◆ **Task item**:
Show only those lines of the entries where the string "json" is found.

Supplied records Start Marker

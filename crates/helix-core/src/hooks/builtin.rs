//! Ready-made hook implementations.

use std::sync::Arc;

use async_trait::async_trait;

use crate::hooks::error::Result;
use crate::hooks::registry::Hook;
use crate::hooks::types::{HookContext, HookEvent, HookPriority, HookResult};

type HandlerFn = dyn Fn(&HookContext) -> Result<HookResult> + Send + Sync;

/// Hook backed by a closure.
///
/// ```
/// use helix_core::hooks::{FnHook, HookEvent, HookResult};
///
/// let hook = FnHook::new("audit", HookEvent::BeforeStep, |ctx| {
///     println!("step starting: {}", ctx.input["stepId"]);
///     Ok(HookResult::success())
/// });
/// ```
pub struct FnHook {
    name: String,
    event: HookEvent,
    priority: HookPriority,
    handler: Arc<HandlerFn>,
}

impl FnHook {
    /// Create a closure hook with the default priority.
    pub fn new<F>(name: impl Into<String>, event: HookEvent, handler: F) -> Self
    where
        F: Fn(&HookContext) -> Result<HookResult> + Send + Sync + 'static,
    {
        Self {
            name: name.into(),
            event,
            priority: HookPriority::default(),
            handler: Arc::new(handler),
        }
    }

    /// Set the priority.
    #[must_use]
    pub fn with_priority(mut self, priority: u32) -> Self {
        self.priority = HookPriority::new(priority);
        self
    }
}

#[async_trait]
impl Hook for FnHook {
    fn name(&self) -> &str {
        &self.name
    }

    fn priority(&self) -> HookPriority {
        self.priority
    }

    fn event(&self) -> HookEvent {
        self.event
    }

    async fn execute(&self, context: &HookContext) -> Result<HookResult> {
        (self.handler)(context)
    }
}

/// Traces every event it is attached to at debug level.
pub struct LoggingHook {
    event: HookEvent,
    name: String,
}

impl LoggingHook {
    /// Create a logging hook for one event.
    pub fn new(event: HookEvent) -> Self {
        Self { event, name: format!("logging:{}", event.as_str()) }
    }

    /// One logging hook per known event, ready to register.
    pub fn for_all_events() -> Vec<Arc<dyn Hook>> {
        HookEvent::ALL.iter().map(|event| Arc::new(Self::new(*event)) as Arc<dyn Hook>).collect()
    }
}

#[async_trait]
impl Hook for LoggingHook {
    fn name(&self) -> &str {
        &self.name
    }

    fn priority(&self) -> HookPriority {
        // Log before anything else gets a chance to short-circuit.
        HookPriority::new(u32::MAX)
    }

    fn event(&self) -> HookEvent {
        self.event
    }

    async fn execute(&self, context: &HookContext) -> Result<HookResult> {
        tracing::debug!(
            event = %context.event,
            input = %context.input,
            metadata = %context.metadata,
            "Lifecycle hook"
        );
        Ok(HookResult::success())
    }
}

#[cfg(test)]
mod tests {
    use super::*;
    use crate::hooks::registry::HookRegistry;
    use std::sync::atomic::{AtomicUsize, Ordering};

    #[tokio::test]
    async fn test_fn_hook_runs_closure() {
        let calls = Arc::new(AtomicUsize::new(0));
        let counter = Arc::clone(&calls);
        let hook = FnHook::new("count", HookEvent::AfterStep, move |_| {
            counter.fetch_add(1, Ordering::SeqCst);
            Ok(HookResult::success())
        })
        .with_priority(5);
        assert_eq!(hook.priority().value(), 5);

        let registry = HookRegistry::new();
        registry.register(Arc::new(hook)).await;
        let ctx = HookContext::new(HookEvent::AfterStep, serde_json::json!({}));
        registry.execute_hooks(HookEvent::AfterStep, &ctx).await;
        registry.execute_hooks(HookEvent::AfterStep, &ctx).await;
        assert_eq!(calls.load(Ordering::SeqCst), 2);
    }

    #[tokio::test]
    async fn test_logging_hooks_cover_all_events() {
        let registry = HookRegistry::new();
        for hook in LoggingHook::for_all_events() {
            registry.register(hook).await;
        }
        assert_eq!(registry.count().await, HookEvent::ALL.len());

        let ctx = HookContext::new(HookEvent::WorkflowError, serde_json::json!({"error": "x"}));
        let results = registry.execute_hooks(HookEvent::WorkflowError, &ctx).await;
        assert_eq!(results.len(), 1);
        assert!(results[0].success);
    }
}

Supplied records End Marker

◆ **Exercise response**:
        let ctx = HookContext::new(HookEvent::AfterStep, serde_json::json!({}));
        let ctx = HookContext::new(HookEvent::WorkflowError, serde_json::json!({"error": "x"}));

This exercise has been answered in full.